Decir todo esto es más fácil que hacerlo, por supuesto, y la administración Bush y el gobierno iraquí han estado intentando métodos propios para lograr este objetivo. La administración Bush ha argumentado constantemente que el crecimiento de las Fuerzas de Seguridad iraquíes y los diversos proyectos de reconstrucción convencerían a los iraquíes de alinearse con el nuevo gobierno. El problema es que aunque el progreso en estas áreas es señal de victoria del gobierno iraquí, la violencia continuada es vista como una victoria de los insurgentes. Cuando ambas partes pueden cobrarse éxitos en una insurgencia, realmente es el gobierno el que pierde.
Sólo hay una cosa que la administración y el gobierno iraquí pueden hacer que genera tanto sensación de victoria como una derrota obvia de la insurgencia: limpiar, conservar, y reconstruir las ciudades y pueblos destruidos por la violencia y la falta de orden, como el presidente declaraba que haríamos el pasado otoño. Cuando las tropas iraquíes y americanas limpian una ciudad en la que los insurgentes han estado operando con libertad, sabemos que hemos ganado, el pueblo iraquí sabe que hemos ganado, y los insurgentes saben que hemos ganado. Este es el modo de crear la sensación de victoria que todo el mundo comprende.
La otra virtud de las operaciones de limpieza-y-conservación es que traen seguridad. Sin seguridad, mayores progresos políticos y económicos son extremadamente difíciles. Y el objetivo último de reconciliar las variantes, etnias y tribus iraquíes será mucho más fácil una vez que la población esté segura. Los insurgentes explotan la ausencia de la coalición y de unidades policiales y militares iraquíes eficaces para asesinar a altos funcionarios vistos como colaboradores, intimidar o castigar a cualquiera que pueda proporcionar información a la coalición acerca de los rebeldes, y reclutar partidarios de entre los alienados y aterrorizados jóvenes. Esos jóvenes son con frecuencia parados, además, porque es casi imposible tener una economía local en funcionamiento en unas condiciones tan faltas de ley y orden. Incluso los elementos no militares de la estrategia de contrainsurgencia en los que la administración Bush ha estado poniendo el acento necesitan seguridad para tener éxito. Pero [las operaciones de] limpieza-y-conservación no son realmente el objetivo principal de las fuerzas norteamericanas en Irak hoy. Los mandos americanos afirman en su lugar estar centrados en “entregar espacio de batalla” a las recién entrenadas tropas iraquíes. Al igual que el recuento de cuerpos de la guerra de Vietnam, el porcentaje de “espacio de batalla entregado” se ha convertido en el baremo estadístico del éxito de esta guerra.

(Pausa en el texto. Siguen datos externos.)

// ABOUTME: OpenRouter chat-completion provider used for plan generation and coach chat
// ABOUTME: Sends OpenAI-format requests with OpenRouter attribution headers and a hard timeout
//
// SPDX-License-Identifier: MIT OR Apache-2.0
// Copyright (c) 2025 Pierre Fitness Intelligence

//! # `OpenRouter` Provider
//!
//! `OpenRouter` exposes an `OpenAI`-compatible `chat/completions` endpoint and
//! asks callers to identify themselves with `HTTP-Referer` and `X-Title`
//! headers.
//!
//! ## Configuration
//!
//! Built from [`OpenRouterSettings`] (see `config::environment`):
//! - `OPENROUTER_API_KEY`: bearer credential; without it no provider is built
//! - `OPENROUTER_BASE_URL`: default <https://openrouter.ai/api/v1>
//! - `OPENROUTER_MODEL`: default `deepseek/deepseek-r1:free`
//! - `OPENROUTER_TIMEOUT_SECS`: default 30

use async_trait::async_trait;
use reqwest::Client;
use serde::{Deserialize, Serialize};
use std::time::Duration;
use tracing::{debug, info, instrument, warn};

use super::{ChatMessage, ChatRequest, ChatResponse, LlmError, LlmProvider, TokenUsage};
use crate::config::{OpenRouterSettings, ServerConfig};
use crate::constants::llm::OPENROUTER_DISPLAY_NAME;
use crate::errors::{AppError, AppResult};

/// Connection timeout, bounded by the overall request timeout
const CONNECT_TIMEOUT_SECS: u64 = 10;

/// Number of credential characters that may appear in logs
const KEY_LOG_PREFIX_LEN: usize = 8;

// ============================================================================
// API Request/Response Types (OpenAI-compatible format)
// ============================================================================

#[derive(Debug, Serialize)]
struct OpenRouterRequest<'a> {
    model: &'a str,
    messages: Vec<OpenRouterMessage<'a>>,
    stream: bool,
    #[serde(skip_serializing_if = "Option::is_none")]
    temperature: Option<f32>,
    #[serde(skip_serializing_if = "Option::is_none")]
    max_tokens: Option<u32>,
}

#[derive(Debug, Serialize)]
struct OpenRouterMessage<'a> {
    role: &'static str,
    content: &'a str,
}

impl<'a> From<&'a ChatMessage> for OpenRouterMessage<'a> {
    fn from(msg: &'a ChatMessage) -> Self {
        Self {
            role: msg.role.as_str(),
            content: &msg.content,
        }
    }
}

#[derive(Debug, Deserialize)]
struct OpenRouterResponse {
    choices: Vec<OpenRouterChoice>,
    #[serde(default)]
    usage: Option<OpenRouterUsage>,
    #[serde(default)]
    model: Option<String>,
}

#[derive(Debug, Deserialize)]
struct OpenRouterChoice {
    message: OpenRouterResponseMessage,
    #[serde(default)]
    finish_reason: Option<String>,
}

#[derive(Debug, Deserialize)]
struct OpenRouterResponseMessage {
    #[serde(default)]
    content: Option<String>,
}

#[derive(Debug, Deserialize)]
struct OpenRouterUsage {
    #[serde(rename = "prompt_tokens")]
    prompt: u32,
    #[serde(rename = "completion_tokens")]
    completion: u32,
    #[serde(rename = "total_tokens")]
    total: u32,
}

// ============================================================================
// Provider Configuration
// ============================================================================

/// Configuration for the `OpenRouter` provider
#[derive(Clone)]
pub struct OpenRouterConfig {
    /// Base URL without the `chat/completions` suffix
    pub base_url: String,
    /// Bearer credential
    pub api_key: String,
    /// Model used when a request does not name one
    pub default_model: String,
    /// Default `HTTP-Referer` header value
    pub referer: String,
    /// `X-Title` header value
    pub title: String,
    /// Whole-request timeout
    pub timeout: Duration,
}

impl OpenRouterConfig {
    /// Build provider configuration from the remote service settings
    ///
    /// Returns `None` when no credential is configured.
    #[must_use]
    pub fn from_settings(settings: &OpenRouterSettings) -> Option<Self> {
        let api_key = settings
            .api_key
            .as_deref()
            .map(str::trim)
            .filter(|key| !key.is_empty())?;

        Some(Self {
            base_url: settings.base_url.clone(),
            api_key: api_key.to_owned(),
            default_model: settings.model.clone(),
            referer: settings.referer.clone(),
            title: settings.title.clone(),
            timeout: settings.timeout(),
        })
    }

    /// Build provider configuration from the full server configuration
    #[must_use]
    pub fn from_server_config(config: &ServerConfig) -> Option<Self> {
        Self::from_settings(&config.openrouter)
    }

    /// Credential prefix safe to log
    fn key_prefix(&self) -> String {
        self.api_key.chars().take(KEY_LOG_PREFIX_LEN).collect()
    }
}

impl std::fmt::Debug for OpenRouterConfig {
    fn fmt(&self, f: &mut std::fmt::Formatter<'_>) -> std::fmt::Result {
        f.debug_struct("OpenRouterConfig")
            .field("base_url", &self.base_url)
            .field("api_key", &format_args!("{}...", self.key_prefix()))
            .field("default_model", &self.default_model)
            .field("referer", &self.referer)
            .field("title", &self.title)
            .field("timeout", &self.timeout)
            .finish()
    }
}

// ============================================================================
// Provider Implementation
// ============================================================================

/// `OpenRouter` chat-completion provider
pub struct OpenRouterProvider {
    client: Client,
    config: OpenRouterConfig,
}

impl OpenRouterProvider {
    /// Create a new provider with the given configuration
    ///
    /// # Errors
    ///
    /// Returns an error if the HTTP client cannot be created.
    pub fn new(config: OpenRouterConfig) -> AppResult<Self> {
        let client = Client::builder()
            .connect_timeout(Duration::from_secs(CONNECT_TIMEOUT_SECS).min(config.timeout))
            .timeout(config.timeout)
            .build()
            .map_err(|e| AppError::internal(format!("Failed to create HTTP client: {e}")))?;

        info!(
            "Initializing {} provider: base_url={}, model={}, key={}...",
            OPENROUTER_DISPLAY_NAME,
            config.base_url,
            config.default_model,
            config.key_prefix()
        );

        Ok(Self { client, config })
    }

    /// Build the API URL for a given endpoint
    fn api_url(&self, endpoint: &str) -> String {
        format!("{}/{}", self.config.base_url.trim_end_matches('/'), endpoint)
    }

    fn map_send_error(&self, error: &reqwest::Error) -> LlmError {
        if error.is_timeout() {
            LlmError::Timeout {
                seconds: self.config.timeout.as_secs(),
            }
        } else {
            LlmError::Transport(error.to_string())
        }
    }
}

#[async_trait]
impl LlmProvider for OpenRouterProvider {
    fn name(&self) -> &'static str {
        "openrouter"
    }

    fn display_name(&self) -> &'static str {
        OPENROUTER_DISPLAY_NAME
    }

    fn default_model(&self) -> &str {
        &self.config.default_model
    }

    #[instrument(skip(self, request), fields(model = %request.model.as_deref().unwrap_or(&self.config.default_model)))]
    async fn complete(&self, request: &ChatRequest) -> Result<ChatResponse, LlmError> {
        let model = request
            .model
            .as_deref()
            .unwrap_or(&self.config.default_model);
        let referer = request.referer.as_deref().unwrap_or(&self.config.referer);

        let body = OpenRouterRequest {
            model,
            messages: request.messages.iter().map(OpenRouterMessage::from).collect(),
            stream: false,
            temperature: request.temperature,
            max_tokens: request.max_tokens,
        };

        debug!(
            "Sending {} messages to {} (referer={})",
            body.messages.len(),
            OPENROUTER_DISPLAY_NAME,
            referer
        );

        let response = self
            .client
            .post(self.api_url("chat/completions"))
            .header("Content-Type", "application/json")
            .header("Authorization", format!("Bearer {}", self.config.api_key))
            .header("HTTP-Referer", referer)
            .header("X-Title", &self.config.title)
            .json(&body)
            .send()
            .await
            .map_err(|e| {
                warn!("Failed to send request to {}: {}", OPENROUTER_DISPLAY_NAME, e);
                self.map_send_error(&e)
            })?;

        let status = response.status();
        let text = response.text().await.map_err(|e| {
            warn!("Failed to read {} response: {}", OPENROUTER_DISPLAY_NAME, e);
            self.map_send_error(&e)
        })?;

        if !status.is_success() {
            warn!(
                "{} request failed: {} - {}",
                OPENROUTER_DISPLAY_NAME,
                status.as_u16(),
                text
            );
            return Err(LlmError::Status {
                status: status.as_u16(),
                body: text,
            });
        }

        let parsed: OpenRouterResponse = serde_json::from_str(&text)
            .map_err(|e| LlmError::MalformedResponse(e.to_string()))?;

        let choice = parsed
            .choices
            .into_iter()
            .next()
            .ok_or(LlmError::EmptyCompletion)?;
        let content = choice.message.content.ok_or(LlmError::EmptyCompletion)?;

        debug!(
            "Received response from {}: {} chars, finish_reason: {:?}",
            OPENROUTER_DISPLAY_NAME,
            content.len(),
            choice.finish_reason
        );

        Ok(ChatResponse {
            content,
            model: parsed.model.unwrap_or_else(|| model.to_owned()),
            usage: parsed.usage.map(|u| TokenUsage {
                prompt_tokens: u.prompt,
                completion_tokens: u.completion,
                total_tokens: u.total,
            }),
            finish_reason: choice.finish_reason,
        })
    }
}

#[cfg(test)]
mod tests {
    use super::*;

    fn settings(key: Option<&str>) -> OpenRouterSettings {
        OpenRouterSettings {
            api_key: key.map(ToOwned::to_owned),
            ..OpenRouterSettings::default()
        }
    }

    #[test]
    fn test_no_config_without_key() {
        assert!(OpenRouterConfig::from_settings(&settings(None)).is_none());
        assert!(OpenRouterConfig::from_settings(&settings(Some("  "))).is_none());
    }

    #[test]
    fn test_debug_hides_key() {
        let config =
            OpenRouterConfig::from_settings(&settings(Some("sk-or-v1-abcdefghijklmnop"))).unwrap();
        let rendered = format!("{config:?}");
        assert!(rendered.contains("sk-or-v1..."));
        assert!(!rendered.contains("abcdefghijklmnop"));
    }

    #[test]
    fn test_api_url_trims_trailing_slash() {
        let mut config = OpenRouterConfig::from_settings(&settings(Some("key"))).unwrap();
        config.base_url = "http://localhost:9999/api/v1/".into();
        let provider = OpenRouterProvider::new(config).unwrap();
        assert_eq!(
            provider.api_url("chat/completions"),
            "http://localhost:9999/api/v1/chat/completions"
        );
    }
}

Eso tiene que cambiar. Con el gobierno iraquí finalizado hoy y las Fuerzas de Seguridad iraquíes creciendo con mayor rapidez de lo que nadie hubiera esperado, no hay tarea más importante para la coalición en Irak hoy que establecer la seguridad en todo el país. Esto no es simplemente parte de una operación defensiva para controlar la expansión de la violencia. Ahora es el momento de un incremento de las operaciones militares para limpiar y conservar las áreas disputadas en Irak que puedan ofrecer la perspectiva de convencer a grandes cifras de iraquíes de que el gobierno ganará, y de que los insurgentes perderán. Esta es la mejor esperanza de quebrar la insurgencia con rapidez, reforzar el nuevo estado iraquí, y lograr la victoria.
Frederick W. Kagan es profesor asistente de historia militar en la Academia Militar de West Point, y autor de While America Sleeps: Self-Delusion, Military Weakness, and the Threat to Peace Today. Sus columnas aparecen en The Wall Street Journal, Commentary, y Parameters.